Cannabis use disorder increases the risk of heart attacks in adults with a liver condition called MASH cirrhosis, according to a study of hospital records.

## Contribution

This study is the first to show a link between cannabis use disorder and acute myocardial infarction in patients with MASH cirrhosis.

## Key findings

- CUD was associated with a 2.18-fold increased risk of acute MI in patients with MASH cirrhosis.
- CUD was not linked to higher in-hospital mortality or major adverse cardiovascular events.
- CUD was associated with lower odds of hepatic decompensation and lower hospitalization costs.

## Abstract

Introduction: Cannabis use disorder (CUD) is encountered among hospitalized adults with metabolic dysfunction-associated steatohepatitis (MASH) cirrhosis. Both conditions are independently associated with adverse cardiometabolic profiles, raising concern for potential cardiovascular complications when they coexist. This study evaluated the association between CUD and acute myocardial infarction (MI) among hospitalized adults with MASH cirrhosis.

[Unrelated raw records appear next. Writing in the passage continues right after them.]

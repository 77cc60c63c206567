//! Turns fingerprint matches plus recording lookups into normalized candidates.

use serde_json::Value;

use crate::backends::{
    ArtistCredit, CoverImage, FingerprintMatch, MatchedRecording, Recording, Release,
};
use crate::protocol::Candidate;

// Sorts undated releases after every dated one.
const MISSING_DATE_SENTINEL: &str = "9999-99-99";

/// Every `(match, recording, recording id)` triple worth looking up, in response order.
pub fn resolvable_recordings(
    matches: &[FingerprintMatch],
) -> impl Iterator<Item = (&FingerprintMatch, &MatchedRecording, &str)> {
    matches.iter().flat_map(|fingerprint| {
        fingerprint.recordings.iter().filter_map(move |recording| {
            let id = recording.id.as_deref().map(str::trim)?;
            (!id.is_empty()).then_some((fingerprint, recording, id))
        })
    })
}

/// Concatenates `name + joinphrase` for each credit, skipping nameless entries.
pub fn join_artist_credit(credits: &[ArtistCredit]) -> Option<String> {
    let joined: String = credits
        .iter()
        .filter_map(|credit| {
            let name = credit
                .name
                .as_deref()
                .filter(|name| !name.is_empty())
                .or_else(|| {
                    credit
                        .artist
                        .as_ref()
                        .and_then(|artist| artist.name.as_deref())
                        .filter(|name| !name.is_empty())
                })?;
            Some(format!(
                "{name}{}",
                credit.joinphrase.as_deref().unwrap_or_default()
            ))
        })
        .collect();
    (!joined.is_empty()).then_some(joined)
}

/// Picks the release with the smallest date string; undated releases sort last.
///
/// This favors the earliest known pressing by plain string order. It is not a
/// true first-release-date resolution, and equal dates keep the first release.
pub fn select_release(releases: &[Release]) -> Option<&Release> {
    releases.iter().min_by(|left, right| release_sort_key(left).cmp(release_sort_key(right)))
}

fn release_sort_key(release: &Release) -> &str {
    release
        .date
        .as_deref()
        .filter(|date| !date.is_empty())
        .unwrap_or(MISSING_DATE_SENTINEL)
}

/// Integer value of the first four characters of a date.
pub fn parse_year(date: Option<&str>) -> Option<i32> {
    let date = date.filter(|date| !date.is_empty())?;
    date.chars().take(4).collect::<String>().trim().parse().ok()
}

fn value_to_u32(value: Option<&Value>) -> Option<u32> {
    match value? {
        Value::Number(number) => number.as_u64().and_then(|n| u32::try_from(n).ok()),
        Value::String(text) => text.trim().parse().ok(),
        _ => None,
    }
}

/// URL of the first image flagged as the front cover.
pub fn front_cover_url(images: &[CoverImage]) -> Option<String> {
    images
        .iter()
        .find(|image| image.front)
        .and_then(|image| image.image.clone())
}

/// Builds the candidate for one matched recording and its selected release.
///
/// Title and artist prefer the fingerprint service's values and fall back to
/// the metadata lookup. Confidence is the fingerprint match score.
pub fn build_candidate(
    fingerprint: &FingerprintMatch,
    matched: &MatchedRecording,
    recording: &Recording,
    release: &Release,
    cover_art_url: Option<String>,
) -> Candidate {
    let release_group = release.release_group.as_ref();
    let date = release
        .date
        .as_deref()
        .filter(|date| !date.is_empty())
        .or_else(|| release_group.and_then(|group| group.first_release_date.as_deref()));
    let first_medium = release.media.first();

    let title = matched
        .title
        .clone()
        .filter(|title| !title.is_empty())
        .or_else(|| recording.title.clone());
    let artist =
        join_artist_credit(&matched.artists).or_else(|| join_artist_credit(&recording.artist_credit));
    let album_artist = join_artist_credit(&release.artist_credit)
        .or_else(|| join_artist_credit(&recording.artist_credit));

    Candidate {
        confidence: fingerprint.score,
        acoustid_id: fingerprint.id.clone(),
        recording_id: matched
            .id
            .clone()
            .unwrap_or_else(|| recording.id.clone()),
        release_id: release.id.clone(),
        release_group_id: release_group.and_then(|group| group.id.clone()),
        title,
        artist,
        album: release.title.clone(),
        album_artist,
        year: parse_year(date),
        track_no: first_medium
            .and_then(|medium| medium.tracks.first())
            .and_then(|track| value_to_u32(track.number.as_ref())),
        disc_no: first_medium.and_then(|medium| value_to_u32(medium.position.as_ref())),
        cover_art_url,
    }
}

Methods: We performed a retrospective cross-sectional analysis of the National Inpatient Sample from 2016 to 2020, including adults aged ≥18 years hospitalized with MASH cirrhosis. CUD was identified using the International Classification of Diseases, Tenth Revision, Clinical Modification (ICD-10-CM) codes. Multivariable logistic and Poisson regression models were used to examine associations between CUD and acute MI, in-hospital mortality, major adverse cardiovascular events, hepatic decompensation, length of stay, and hospitalization costs, adjusting for demographics, comorbidities, and hospital characteristics.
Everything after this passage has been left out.